This month, Adam Voigt warns against the quagmire of overdocumentation. Advocating for simplicity, he says school policy must provide professional safety and drive practice, but overdocumentation can bog down procedure. Complex wordy procedure is lost when teachers are at the coalface.
Disclaimer: this is not an article intent on bashing policy. School leaders need policy, they need to be responsible for it, and they need to be seen as being responsible for policy too.
Policy serves a couple of key purposes in our schools:
1) It provides professional safety. Upon taking action in serious and emotional circumstances, we need to be able to prove that our actions and decisions were made in line with a well-considered approach, adequately documented, fully ratified, and understood by key stakeholders in the school.
2) It drives practice. Policy should be an accurate summary of the ways that we work. To that effect, it’s a tool of accountability for us, specifically for the staff of the school.
So, what goes wrong with policy and why is it that so many schools have what we might call practice-policy gaps in their operations? I’d contend strongly that the answer is overdocumentation. Policy then becomes a grab-bag of potential actions to the full gamut of potential scenarios in the futile race for consistency of outcome. This is our first mistake, as policy should never pre-determine an outcome. What policy should do is predetermine the process to be deployed when it figuratively “hits the fan”.
This obsession with long winded and ultra-comprehensive policy actually compromises those two key policy intentions.
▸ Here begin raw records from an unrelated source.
//! Snapshot store for the kv change-tracking engine.
//!
//! Snapshots are numbered directories (`commit/v1`, `commit/v2`, ...), each
//! a complete full copy of the tracked tree at commit time. Committing
//! carries every file of the previous snapshot forward, then overlays the
//! staged files with their current working-tree content. Full-copy storage
//! is a deliberate scope decision; there is no delta or content-addressed
//! layer.
//!
//! # Key Types
//!
//! - [`SnapshotStore`] -- commit numbering, carry-forward, commit, manifest
//! - [`CommitSummary`] -- what a successful commit wrote
//! - [`StoreError`] -- including the partial-commit failure surface

pub mod error;
pub mod store;

pub use error::{StoreError, StoreResult};
pub use store::{CommitSummary, SnapshotStore};
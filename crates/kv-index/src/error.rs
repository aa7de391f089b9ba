//! Error types for the staging ledger.

use kv_types::TypeError;

/// Errors from staging ledger operations.
#[derive(Debug, thiserror::Error)]
pub enum IndexError {
    /// The path given to `stage` does not exist in the working tree.
    /// Callers report this and continue with their remaining paths.
    #[error("cannot stage {0}: file does not exist")]
    FileMissing(String),

    /// The path cannot be represented in the ledger line format.
    #[error("invalid path for staging: {0:?}")]
    InvalidPath(String),

    /// A persisted ledger line failed to parse.
    #[error("ledger line {line}: {source}")]
    Parse {
        line: usize,
        #[source]
        source: TypeError,
    },

    /// Fingerprinting the staged file failed.
    #[error(transparent)]
    Hash(#[from] kv_hash::HashError),

    /// Reading or writing the ledger file failed.
    #[error("I/O error: {0}")]
    Io(#[from] std::io::Error),
}

/// Convenience alias for ledger results.
pub type IndexResult<T> = Result<T, IndexError>;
Thinking about professional safety, the problem with long policy is that the more you include the more you are accountable for.
I spoke recently to a litigation lawyer working in the field of wrongful dismissal who told me he loves it when companies have 100-page HR policies – “because I can always find something in there that’s contradictory, worded emotively or that wasn’t offered as a part of my client’s experience”. Long policy is essentially providing enough rope to those who would hang us.
And when we transfer to the second policy intention, driving practice, that doesn’t happen when policies are extensive, wordy and inaccessible either. When was the last time a teacher popped into your principal’s office and said, “hey boss, I’ve got a spare 30 minutes on my hands and thought I might use it to scrub up on our attendance, teaching and learning, and parent communication policies. Got a copy handy?”
“The sweetest joy, the wildest woe is love. What the world needs is more love and less paperwork.” — Pearl Bailey
Nobody (alright – there’s the odd nerdy exception amongst us. Stand proud!) wants or seeks to read policy. And if we must, you’d better make it snappy. Only when policy is succinct, and where key practice imperatives are made explicit might it have some relevance when we’re standing knee deep in a sea of prep students on a swimming excursion, or venturing bravely in to teach maths to “that year nine class” on a Friday afternoon.
Further, we often take our obsession with documentation beneath the policy level and into our strategic plans, our action plans, our PLC objectives and even into teaching programs. One such example I’ve seen too regularly is in schools implementing positive behaviour support or the various statewide incarnations of such programs.
Somehow, we’ve convinced ourselves that if we can be comprehensive about student behaviour and document the vast array of behaviours that are potential in the vast breadth of locations in our schools; develop these into a matrix; devise mini-lessons on each, and then display the matrix on walls around the school that we’ll get a behavioural shift.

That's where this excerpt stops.